- [Given information]
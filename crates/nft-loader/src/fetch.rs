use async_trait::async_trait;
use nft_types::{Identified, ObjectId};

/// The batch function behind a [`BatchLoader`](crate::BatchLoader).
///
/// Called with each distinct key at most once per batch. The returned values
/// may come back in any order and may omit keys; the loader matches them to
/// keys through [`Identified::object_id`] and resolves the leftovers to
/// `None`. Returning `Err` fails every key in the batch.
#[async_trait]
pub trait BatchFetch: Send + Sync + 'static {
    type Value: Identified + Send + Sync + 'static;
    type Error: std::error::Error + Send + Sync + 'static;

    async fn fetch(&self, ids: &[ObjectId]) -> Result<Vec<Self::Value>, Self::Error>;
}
---
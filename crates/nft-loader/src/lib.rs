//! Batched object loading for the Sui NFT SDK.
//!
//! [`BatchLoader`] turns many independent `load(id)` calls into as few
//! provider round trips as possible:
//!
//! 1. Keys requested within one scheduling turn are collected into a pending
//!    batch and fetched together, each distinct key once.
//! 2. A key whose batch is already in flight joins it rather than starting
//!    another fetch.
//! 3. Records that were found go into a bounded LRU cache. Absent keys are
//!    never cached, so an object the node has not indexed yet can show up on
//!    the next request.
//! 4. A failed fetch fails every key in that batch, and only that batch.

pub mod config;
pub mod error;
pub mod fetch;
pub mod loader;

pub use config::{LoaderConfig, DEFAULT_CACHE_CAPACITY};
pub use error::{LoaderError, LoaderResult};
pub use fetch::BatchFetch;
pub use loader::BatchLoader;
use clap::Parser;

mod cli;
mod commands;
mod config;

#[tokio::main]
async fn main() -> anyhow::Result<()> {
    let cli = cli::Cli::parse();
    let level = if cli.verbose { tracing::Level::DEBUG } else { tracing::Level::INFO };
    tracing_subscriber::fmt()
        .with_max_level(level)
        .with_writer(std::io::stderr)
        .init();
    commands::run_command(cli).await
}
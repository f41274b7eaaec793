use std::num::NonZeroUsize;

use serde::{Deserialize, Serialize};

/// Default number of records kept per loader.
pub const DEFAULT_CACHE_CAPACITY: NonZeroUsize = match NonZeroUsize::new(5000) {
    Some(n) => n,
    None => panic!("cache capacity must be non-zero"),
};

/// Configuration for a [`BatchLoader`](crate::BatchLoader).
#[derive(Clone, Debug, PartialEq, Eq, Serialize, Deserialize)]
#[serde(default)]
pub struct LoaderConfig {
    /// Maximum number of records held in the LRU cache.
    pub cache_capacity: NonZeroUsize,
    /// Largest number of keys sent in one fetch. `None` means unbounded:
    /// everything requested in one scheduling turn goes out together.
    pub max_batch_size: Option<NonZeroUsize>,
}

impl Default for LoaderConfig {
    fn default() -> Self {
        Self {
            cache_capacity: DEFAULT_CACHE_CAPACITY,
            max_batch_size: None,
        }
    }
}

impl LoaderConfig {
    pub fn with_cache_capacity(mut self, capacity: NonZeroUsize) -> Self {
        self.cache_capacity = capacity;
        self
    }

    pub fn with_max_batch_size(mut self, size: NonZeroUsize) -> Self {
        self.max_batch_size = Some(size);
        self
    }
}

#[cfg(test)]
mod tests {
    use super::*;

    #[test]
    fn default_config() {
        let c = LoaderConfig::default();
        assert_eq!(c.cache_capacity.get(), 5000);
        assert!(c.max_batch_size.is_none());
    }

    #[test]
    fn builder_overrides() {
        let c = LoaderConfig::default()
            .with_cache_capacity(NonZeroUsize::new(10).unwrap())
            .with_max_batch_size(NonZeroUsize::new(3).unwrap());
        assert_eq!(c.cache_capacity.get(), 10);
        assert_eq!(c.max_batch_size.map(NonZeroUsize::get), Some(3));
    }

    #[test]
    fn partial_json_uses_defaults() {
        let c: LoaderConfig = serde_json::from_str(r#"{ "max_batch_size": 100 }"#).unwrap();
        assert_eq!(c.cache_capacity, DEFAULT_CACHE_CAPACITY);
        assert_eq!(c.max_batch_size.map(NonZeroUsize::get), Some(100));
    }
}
---
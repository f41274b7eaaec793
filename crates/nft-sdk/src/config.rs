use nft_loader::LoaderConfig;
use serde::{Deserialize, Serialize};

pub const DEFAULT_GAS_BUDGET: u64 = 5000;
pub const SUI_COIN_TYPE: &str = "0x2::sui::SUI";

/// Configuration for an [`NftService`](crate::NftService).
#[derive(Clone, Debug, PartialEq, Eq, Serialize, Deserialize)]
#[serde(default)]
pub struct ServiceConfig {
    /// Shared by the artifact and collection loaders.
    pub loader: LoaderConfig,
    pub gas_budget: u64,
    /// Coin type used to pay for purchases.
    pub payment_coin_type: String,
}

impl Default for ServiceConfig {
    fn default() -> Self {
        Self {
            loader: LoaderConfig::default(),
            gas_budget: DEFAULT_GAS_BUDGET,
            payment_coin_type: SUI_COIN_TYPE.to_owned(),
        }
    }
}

- [Exercise description]
Where does the string "Send" occur in the material? Copy every line where it does.

- [Solution for this task]
pub trait BatchFetch: Send + Sync + 'static {
    type Value: Identified + Send + Sync + 'static;
    type Error: std::error::Error + Send + Sync + 'static;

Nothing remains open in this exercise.